Une nouvelle arnaque, mettant en scène des numéros commençant par +44, se propage en France en ciblant des individus avec des offres d’emploi trompeuses rémunérées en cryptomonnaie. Cet article vous présente les enjeux de cette fraude et les réseaux criminels qui en sont à l’origine.
Attention aux numéros britanniques
Les numéros ayant l’indicatif +44 sont généralement associés au Royaume-Uni, mais ils sont désormais le vecteur d’une nouvelle escroquerie. Selon les déclarations de Centho, un streamer et expert en fraudes pour RMC Info, cette arnaque se fonde sur la promesse d’un emploi fictif. Son fonctionnement est le suivant :
- Des missions apparemment simples, comme visionner des vidéos, aimer des posts ou évaluer des hôtels, sont proposées avec une rémunération en cryptomonnaie.
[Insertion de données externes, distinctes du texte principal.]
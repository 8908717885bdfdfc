//! Value generators attached to argument slots
//!
//! Both generators run lazily, one external call per invocation, and never
//! fail: anything unexpected becomes an empty suggestion list.

use async_trait::async_trait;
use serde::Deserialize;
use std::path::PathBuf;

use crate::completions::{Generator, Suggestion};
use crate::config::SpecConfig;
use crate::dependencies::{extract_package_names, Manifest};
use crate::error::Result;
use crate::executor::{Executor, ShellCommand};

/// Source of the project manifest text
#[async_trait]
pub trait ManifestReader: Send + Sync {
    async fn read_manifest(&self) -> Result<String>;
}

/// Reads the manifest from disk
#[derive(Clone, Debug)]
pub struct FileManifestReader {
    path: PathBuf,
}

impl FileManifestReader {
    pub fn new(path: impl Into<PathBuf>) -> Self {
        Self { path: path.into() }
    }

    pub fn from_config(config: &SpecConfig) -> Self {
        Self::new(config.manifest_path())
    }
}

#[async_trait]
impl ManifestReader for FileManifestReader {
    async fn read_manifest(&self) -> Result<String> {
        Ok(tokio::fs::read_to_string(&self.path).await?)
    }
}

/// Everything a generator may touch
pub struct GeneratorContext<'a> {
    pub executor: &'a dyn Executor,
    pub manifest: &'a dyn ManifestReader,
    pub config: &'a SpecConfig,
}

impl Generator {
    /// Suggestions for `token`, the word currently being completed
    pub async fn suggest(&self, token: &str, ctx: &GeneratorContext<'_>) -> Vec<Suggestion> {
        match self {
            Generator::PackageSearch => search_packages(token, ctx.executor, ctx.config).await,
            Generator::ManifestDependencies => manifest_dependencies(ctx.manifest).await,
        }
    }
}

#[derive(Deserialize)]
struct SearchResponse {
    results: Vec<SearchHit>,
}

#[derive(Deserialize)]
struct SearchHit {
    name: String,
    #[serde(default)]
    description: Option<String>,
}

/// The registry query for `term`
pub fn search_command(term: &str, config: &SpecConfig) -> ShellCommand {
    let url = format!(
        "{}?q={}&per_page={}",
        config.search_endpoint,
        urlencoding::encode(term),
        config.search_page_size
    );
    ShellCommand::new("curl", ["-s", "-H", "Accept: application/json", url.as_str()])
}

/// Search the registry for packages matching `term`
pub async fn search_packages(
    term: &str,
    executor: &dyn Executor,
    config: &SpecConfig,
) -> Vec<Suggestion> {
    if term.is_empty() {
        return vec![];
    }

    let command = search_command(term, config);
    let body = match executor.execute(&command).await {
        Ok(output) => output.stdout,
        Err(e) => {
            tracing::debug!(error = %e, "package search failed");
            return vec![];
        }
    };

    parse_search_results(&body).unwrap_or_else(|e| {
        tracing::debug!(error = %e, "discarding package search response");
        vec![]
    })
}

pub fn parse_search_results(body: &str) -> Result<Vec<Suggestion>> {
    let response: SearchResponse = serde_json::from_str(body)?;
    Ok(response
        .results
        .into_iter()
        .map(|hit| Suggestion::package(hit.name, hit.description.filter(|d| !d.is_empty())))
        .collect())
}

/// Packages declared in the local manifest
pub async fn manifest_dependencies(reader: &dyn ManifestReader) -> Vec<Suggestion> {
    match reader.read_manifest().await {
        Ok(content) => parse_manifest_suggestions(&content),
        Err(e) => {
            tracing::debug!(error = %e, "no manifest to read");
            vec![]
        }
    }
}

pub fn parse_manifest_suggestions(content: &str) -> Vec<Suggestion> {
    if content.trim().is_empty() {
        return vec![];
    }

    match Manifest::from_json(content) {
        Ok(manifest) => extract_package_names(&manifest.merged())
            .into_iter()
            .map(|name| Suggestion::package(name, None))
            .collect(),
        Err(e) => {
            tracing::error!(error = %e, "failed to parse manifest");
            vec![]
        }
    }
}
- Initialement, les victimes peuvent percevoir une compensation légitime.
- Par la suite, les arnaqueurs exigent un paiement pour accéder à des offres supplémentaires. Une fois l’argent versé, ils disparaissent sans laisser de traces.
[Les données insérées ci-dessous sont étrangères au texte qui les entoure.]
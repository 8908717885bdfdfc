//! Runtime configuration
//!
//! Everything has a default matching a stock Composer/Symfony project, so a
//! config file is only needed to point at a non-standard binary or registry.

use serde::{Deserialize, Serialize};
use std::path::{Path, PathBuf};

use crate::error::{Result, SpecError};

pub const ENV_BINARY: &str = "COMPOSER_SPEC_BINARY";
pub const ENV_TIMEOUT_MS: &str = "COMPOSER_SPEC_TIMEOUT_MS";

#[derive(Clone, Debug, PartialEq, Serialize, Deserialize)]
#[serde(default)]
pub struct SpecConfig {
    /// Program used for `list --format=json`
    pub composer_binary: String,
    /// File whose presence enables the Symfony Flex recipe commands
    pub lock_file: String,
    /// Dependency manifest read by the manifest generator
    pub manifest_file: String,
    pub search_endpoint: String,
    pub search_page_size: u32,
    /// Per external call
    pub timeout_ms: u64,
    /// Working directory for external calls (process cwd if unset)
    pub working_dir: Option<PathBuf>,
}

impl Default for SpecConfig {
    fn default() -> Self {
        Self {
            composer_binary: "composer".to_string(),
            lock_file: "symfony.lock".to_string(),
            manifest_file: "composer.json".to_string(),
            search_endpoint: "https://packagist.org/search.json".to_string(),
            search_page_size: 20,
            timeout_ms: 10_000,
            working_dir: None,
        }
    }
}

impl SpecConfig {
    /// Load a YAML config file. Missing keys keep their defaults.
    pub fn from_yaml_file(path: impl AsRef<Path>) -> Result<Self> {
        let path = path.as_ref();
        let content = std::fs::read_to_string(path)?;
        Self::from_yaml_str(&content)
            .map_err(|e| SpecError::Config(format!("{}: {}", path.display(), e)))
    }

    pub fn from_yaml_str(content: &str) -> std::result::Result<Self, serde_yaml::Error> {
        if content.trim().is_empty() {
            return Ok(Self::default());
        }
        serde_yaml::from_str(content)
    }

    /// Apply `COMPOSER_SPEC_*` environment overrides
    pub fn with_env_overrides(self) -> Result<Self> {
        self.with_overrides_from(|key| std::env::var(key).ok())
    }

    fn with_overrides_from(mut self, lookup: impl Fn(&str) -> Option<String>) -> Result<Self> {
        if let Some(binary) = lookup(ENV_BINARY).filter(|b| !b.trim().is_empty()) {
            self.composer_binary = binary;
        }
        if let Some(raw) = lookup(ENV_TIMEOUT_MS) {
            self.timeout_ms = raw.trim().parse().map_err(|_| {
                SpecError::Config(format!("{} must be an integer, got {:?}", ENV_TIMEOUT_MS, raw))
            })?;
        }
        Ok(self)
    }

    /// Manifest path resolved against the working directory
    pub fn manifest_path(&self) -> PathBuf {
        match &self.working_dir {
            Some(dir) => dir.join(&self.manifest_file),
            None => PathBuf::from(&self.manifest_file),
        }
    }
}

#[cfg(test)]
mod tests {
    use super::*;
    use std::collections::HashMap;

    #[test]
    fn test_partial_yaml_keeps_defaults() {
        let yaml = "composer_binary: /usr/local/bin/composer\ntimeout_ms: 500\n";
        let config = SpecConfig::from_yaml_str(yaml).unwrap();
        assert_eq!(config.composer_binary, "/usr/local/bin/composer");
        assert_eq!(config.timeout_ms, 500);
        assert_eq!(config.lock_file, "symfony.lock");
        assert_eq!(config.search_page_size, 20);
    }

    #[test]
    fn test_empty_yaml_is_default() {
        assert_eq!(SpecConfig::from_yaml_str("  \n").unwrap(), SpecConfig::default());
    }

    #[test]
    fn test_env_overrides() {
        let env: HashMap<&str, &str> = [(ENV_BINARY, "composer2"), (ENV_TIMEOUT_MS, "250")].into();
        let config = SpecConfig::default()
            .with_overrides_from(|k| env.get(k).map(|v| v.to_string()))
            .unwrap();
        assert_eq!(config.composer_binary, "composer2");
        assert_eq!(config.timeout_ms, 250);
    }

    #[test]
    fn test_bad_timeout_override() {
        let result = SpecConfig::default().with_overrides_from(|k| {
            (k == ENV_TIMEOUT_MS).then(|| "soon".to_string())
        });
        assert!(matches!(result, Err(SpecError::Config(_))));
    }

    #[test]
    fn test_manifest_path() {
        let mut config = SpecConfig::default();
        assert_eq!(config.manifest_path(), PathBuf::from("composer.json"));
        config.working_dir = Some(PathBuf::from("/srv/app"));
        assert_eq!(config.manifest_path(), PathBuf::from("/srv/app/composer.json"));
    }
}
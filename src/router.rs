use axum::http::{HeaderName, HeaderValue, Method, header};
use axum::{Router, middleware};
use tower_http::cors::CorsLayer;
use utoipa::OpenApi;
use utoipa_scalar::{Scalar, Servable as _};
use utoipa_swagger_ui::SwaggerUi;

use crate::docs::ApiDoc;
use crate::logging::logging_middleware;
use crate::metrics::metrics_middleware;
use crate::modules::attendance::init_attendance_router;
use crate::modules::auth::init_auth_router;
use crate::modules::classes::init_classes_router;
use crate::modules::enrollments::init_enrollments_router;
use crate::modules::results::init_results_router;
use crate::state::AppState;

pub fn init_router(state: AppState) -> Router {
    let api = Router::new()
        .merge(init_auth_router(&state))
        .merge(init_enrollments_router(&state))
        .merge(init_results_router(&state))
        .merge(init_classes_router(&state))
        .merge(init_attendance_router(&state));

    Router::new()
        .merge(SwaggerUi::new("/swagger-ui").url("/api-docs/openapi.json", ApiDoc::openapi()))
        .merge(Scalar::with_url("/scalar", ApiDoc::openapi()))
        .nest("/api/v1", api)
        .with_state(state.clone())
        .layer(cors_layer(&state))
        .layer(middleware::from_fn(metrics_middleware))
        .layer(middleware::from_fn(logging_middleware))
}

fn cors_layer(state: &AppState) -> CorsLayer {
    let allowed_origins: Vec<HeaderValue> = state
        .cors_config
        .allowed_origins
        .iter()
        .filter_map(|origin| origin.parse().ok())
        .collect();

    let mut allowed_headers = vec![header::AUTHORIZATION, header::CONTENT_TYPE, header::ACCEPT];
    if let Ok(session_header) = HeaderName::from_bytes(state.sessions.header_name().as_bytes()) {
        allowed_headers.push(session_header);
    }

    CorsLayer::new()
        .allow_origin(allowed_origins)
        .allow_methods([
            Method::GET,
            Method::POST,
            Method::PUT,
            Method::DELETE,
            Method::OPTIONS,
        ])
        .allow_headers(allowed_headers)
        .allow_credentials(true)
}
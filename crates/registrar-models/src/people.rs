//! Principals that can log in: admins, lecturers and students.
//!
//! Password hashes are loaded from the store but never serialized.

use chrono::{DateTime, Utc};
use serde::Serialize;
use sqlx::FromRow;
use utoipa::ToSchema;

use crate::ids::{AdminId, IntakeId, LecturerId, ProgramId, StudentId};

#[derive(Debug, Clone, Serialize, FromRow, ToSchema)]
pub struct Admin {
    pub id: AdminId,
    pub username: String,
    #[serde(skip_serializing)]
    #[schema(ignore)]
    pub password: String,
    pub created_at: DateTime<Utc>,
    pub updated_at: Option<DateTime<Utc>>,
}

#[derive(Debug, Clone, Serialize, FromRow, ToSchema)]
pub struct Lecturer {
    pub id: LecturerId,
    pub name: String,
    pub email: String,
    #[serde(skip_serializing)]
    #[schema(ignore)]
    pub password: String,
    pub created_at: DateTime<Utc>,
    pub updated_at: Option<DateTime<Utc>>,
}

#[derive(Debug, Clone, Serialize, FromRow, ToSchema)]
pub struct Student {
    pub id: StudentId,
    pub program_id: ProgramId,
    pub intake_id: IntakeId,
    pub student_code: String,
    pub name: String,
    pub email: String,
    #[serde(skip_serializing)]
    #[schema(ignore)]
    pub password: String,
    pub is_active: bool,
    pub created_at: DateTime<Utc>,
    pub updated_at: Option<DateTime<Utc>>,
}
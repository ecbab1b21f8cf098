use axum::{
    extract::{MatchedPath, Request},
    middleware::Next,
    response::Response,
};
use std::time::Instant;
use tracing::{error, info, warn};
use tracing_subscriber::{EnvFilter, Layer, fmt, layer::SubscriberExt, util::SubscriberInitExt};

/// Installs the console subscriber.
///
/// `RUST_LOG` wins when set; otherwise `LOG_LEVEL` (default `info`) applies
/// to this crate and its workspace crates while noisy dependencies stay at warn.
pub fn init_logging() {
    let log_level = std::env::var("LOG_LEVEL").unwrap_or_else(|_| "info".to_string());

    let env_filter = EnvFilter::try_from_default_env().unwrap_or_else(|_| {
        EnvFilter::new(format!(
            "registrar={lvl},registrar_auth={lvl},registrar_db={lvl},registrar_cache={lvl},\
             tower_http=warn,hyper=warn,sqlx=warn,axum::rejection=trace",
            lvl = log_level
        ))
    });

    let console_layer = fmt::layer()
        .compact()
        .with_target(true)
        .with_file(true)
        .with_line_number(true)
        .with_filter(env_filter);

    // try_init so tests that build the app more than once don't panic
    let _ = tracing_subscriber::registry().with(console_layer).try_init();
}

pub async fn logging_middleware(req: Request, next: Next) -> Response {
    let start = Instant::now();
    let method = req.method().clone();
    let matched_path = req
        .extensions()
        .get::<MatchedPath>()
        .map(|p| p.as_str().to_string())
        .unwrap_or_else(|| req.uri().path().to_string());

    let request_id = uuid::Uuid::new_v4().to_string();

    let response = next.run(req).await;
    let latency_ms = start.elapsed().as_millis();
    let status = response.status().as_u16();

    match status {
        500..=599 => error!(
            request_id = %request_id,
            method = %method,
            path = %matched_path,
            status,
            latency_ms,
            "Server error"
        ),
        400..=499 => warn!(
            request_id = %request_id,
            method = %method,
            path = %matched_path,
            status,
            latency_ms,
            "Client error"
        ),
        _ => info!(
            request_id = %request_id,
            method = %method,
            path = %matched_path,
            status,
            latency_ms,
            "Request completed"
        ),
    }

    response
}
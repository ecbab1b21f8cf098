//! # Registrar Models
//!
//! Records, request payloads and response shapes for the Registrar API.
//!
//! # Modules
//!
//! - [`ids`]: Typed identifiers
//! - [`people`]: Admins, lecturers and students
//! - [`catalog`]: Programs, intakes and session offerings
//! - [`enrollments`]: Enrollments and the enroll payload
//! - [`results`]: Result placeholders and grade derivation
//! - [`classes`]: Class meetings and attendance
//! - [`auth`]: Login and password-update payloads

pub mod auth;
pub mod catalog;
pub mod classes;
pub mod enrollments;
pub mod ids;
pub mod people;
pub mod results;

pub use catalog::{Classroom, Faculty, Intake, Program, SessionOffering, Subject};
pub use classes::{Attendance, ClassMeeting, ClassResponse, CreateClassDto, UpdateAttendanceDto};
pub use enrollments::{EnrollDto, Enrollment, EnrollmentResponse};
pub use ids::*;
pub use people::{Admin, Lecturer, Student};
pub use results::{Grade, ResultRecord, UpdateResultDto};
Ce stratagème illustre à quel point les victimes peuvent être manipulées par des promesses alléchantes, représentant un véritable danger financier et psychologique.
D’où vient cette arnaque ?
Les origines de ces arnaques sont liées à de vastes réseaux criminels localisés principalement en Asie du Sud-Est. Centho précise que :
« On pourrait croire que ce sont des brouteurs qui appellent depuis des cybercafés en Afrique. Mais en réalité, ce sont d’importants groupes mafieux basés en Birmanie, au Laos ou au Cambodge. »
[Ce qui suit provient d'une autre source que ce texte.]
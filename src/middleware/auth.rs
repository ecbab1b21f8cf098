use anyhow::anyhow;
use axum::{
    extract::{FromRequestParts, Request, State},
    http::{HeaderMap, request::Parts},
    middleware::Next,
    response::Response,
};
use registrar_auth::{SessionData, SessionError, SessionManager};
use registrar_core::AppError;
use uuid::Uuid;

use crate::state::AppState;

/// The authenticated principal, placed in request extensions by
/// [`require_session`] or the basic-auth layer.
#[derive(Debug, Clone, Copy, PartialEq, Eq)]
pub struct CurrentUser {
    pub user_id: Uuid,
}

/// The raw session key of the current request.
#[derive(Debug, Clone)]
pub struct SessionKey(pub String);

pub(crate) fn unauthorized() -> AppError {
    AppError::unauthorized(anyhow!("Unauthorized"))
}

pub(crate) fn session_key(headers: &HeaderMap, header_name: &str) -> Option<String> {
    headers
        .get(header_name)
        .and_then(|value| value.to_str().ok())
        .map(str::trim)
        .filter(|value| !value.is_empty())
        .map(str::to_string)
}

/// Resolves the session carried by the request headers.
///
/// 401 when the header is missing or the session is unknown or expired;
/// 500 when the session store cannot be read.
pub(crate) async fn resolve_session(
    sessions: &SessionManager,
    headers: &HeaderMap,
    operation: &str,
) -> Result<(String, SessionData), AppError> {
    let key = session_key(headers, sessions.header_name()).ok_or_else(unauthorized)?;

    match sessions.resolve(&key).await {
        Ok(session) => Ok((key, session)),
        Err(SessionError::NotFound) => Err(unauthorized()),
        Err(err) => Err(AppError::internal(err).tagged("middleware/auth", operation)),
    }
}

pub async fn require_session(
    State(state): State<AppState>,
    mut req: Request,
    next: Next,
) -> Result<Response, AppError> {
    let (key, session) =
        resolve_session(&state.sessions, req.headers(), "RequireSession/Resolve").await?;

    req.extensions_mut().insert(CurrentUser {
        user_id: session.user_id,
    });
    req.extensions_mut().insert(SessionKey(key));

    Ok(next.run(req).await)
}

impl<S> FromRequestParts<S> for CurrentUser
where
    S: Send + Sync,
{
    type Rejection = AppError;

    async fn from_request_parts(parts: &mut Parts, _state: &S) -> Result<Self, Self::Rejection> {
        parts
            .extensions
            .get::<CurrentUser>()
            .copied()
            .ok_or_else(unauthorized)
    }
}

impl<S> FromRequestParts<S> for SessionKey
where
    S: Send + Sync,
{
    type Rejection = AppError;

    async fn from_request_parts(parts: &mut Parts, _state: &S) -> Result<Self, Self::Rejection> {
        parts
            .extensions
            .get::<SessionKey>()
            .cloned()
            .ok_or_else(unauthorized)
    }
}
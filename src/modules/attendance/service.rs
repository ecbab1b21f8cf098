use registrar_core::AppError;
use registrar_db::RecordStore;
use registrar_models::{Attendance, AttendanceId, ClassMeetingId, LecturerId};
use tracing::{info, instrument};

use crate::modules::classes::service::CLASS_NOT_FOUND;
use crate::utils::auth_helpers::lecturer_offering;
use crate::utils::errors::{store_failure, store_internal};

const COMPONENT: &str = "module/attendance";

pub const ATTENDANCE_NOT_FOUND: &str = "Attendance not found";

pub struct AttendanceService;

impl AttendanceService {
    /// The attendance sheet of a class meeting, for the lecturer teaching it.
    #[instrument(skip(store))]
    pub async fn list_for_class(
        store: &dyn RecordStore,
        lecturer_id: LecturerId,
        class_id: ClassMeetingId,
    ) -> Result<Vec<Attendance>, AppError> {
        let class = store
            .get_class(class_id)
            .await
            .map_err(|e| store_failure(e, CLASS_NOT_FOUND, COMPONENT, "ListByClass/GetOneClass"))?;
        lecturer_offering(store, lecturer_id, class.session_offering_id).await?;

        store
            .list_attendance_by_class(class_id)
            .await
            .map_err(|e| store_internal(e, COMPONENT, "ListByClass/GetAttendances"))
    }

    #[instrument(skip(store))]
    pub async fn mark(
        store: &dyn RecordStore,
        lecturer_id: LecturerId,
        id: AttendanceId,
        attended: bool,
    ) -> Result<Attendance, AppError> {
        let attendance = store.get_attendance(id).await.map_err(|e| {
            store_failure(e, ATTENDANCE_NOT_FOUND, COMPONENT, "Update/GetOneAttendance")
        })?;
        let class = store
            .get_class(attendance.class_meeting_id)
            .await
            .map_err(|e| store_failure(e, CLASS_NOT_FOUND, COMPONENT, "Update/GetOneClass"))?;
        lecturer_offering(store, lecturer_id, class.session_offering_id).await?;

        let updated = store
            .update_attendance(id, attended, lecturer_id.into_inner())
            .await
            .map_err(|e| store_failure(e, ATTENDANCE_NOT_FOUND, COMPONENT, "Update/UpdateAttendance"))?;

        info!(attendance_id = %id, attended, "Attendance marked");
        Ok(updated)
    }
}
use chrono::{DateTime, Utc};
use serde::{Deserialize, Serialize};
use sqlx::FromRow;
use utoipa::ToSchema;
use uuid::Uuid;

use crate::catalog::SessionOffering;
use crate::ids::{EnrollmentId, SessionOfferingId, StudentId};
use crate::people::Student;

/// A student's claim on a session offering.
///
/// Withdrawal flips `is_delete`; the row is kept for audit.
#[derive(Debug, Clone, Serialize, FromRow, ToSchema)]
pub struct Enrollment {
    pub id: EnrollmentId,
    pub session_offering_id: SessionOfferingId,
    pub student_id: StudentId,
    pub is_delete: bool,
    pub created_by: Uuid,
    pub created_at: DateTime<Utc>,
    pub updated_by: Option<Uuid>,
    pub updated_at: Option<DateTime<Utc>>,
}

impl Enrollment {
    pub fn is_active(&self) -> bool {
        !self.is_delete
    }
}

#[derive(Debug, Deserialize, ToSchema)]
pub struct EnrollDto {
    pub session_id: SessionOfferingId,
}

#[derive(Debug, Clone, Serialize, ToSchema)]
pub struct EnrollmentResponse {
    #[serde(flatten)]
    pub enrollment: Enrollment,
    pub session: SessionOffering,
    pub student: Student,
}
Ces organisations achètent des numéros prépayés avec un indicatif britannique pour susciter la confiance des victimes. Plus inquiétant encore, ces réseaux exploitent de nombreuses personnes, souvent issues de pays tels que le Kenya, l’Ouganda ou l’Inde, et les soumettent à des conditions de travail proches de l’esclavage.
Ces individus sont attirés par de fausses promesses de postes dans le secteur informatique, avant d’être privés de leur passeport à leur arrivée. Ce phénomène, désigné sous le terme de cyberesclavage, a conduit à des investigations menées par Interpol, qui a déjà réussi à démanteler certains de ces réseaux criminels.
Face à cette menace, il est crucial de rester vigilant. En cas d’appel suspect débutant par +44, il est impératif de ne pas divulguer d’informations personnelles et de signaler ces communications aux autorités compétentes pour contribuer à la lutte contre ces fraudes.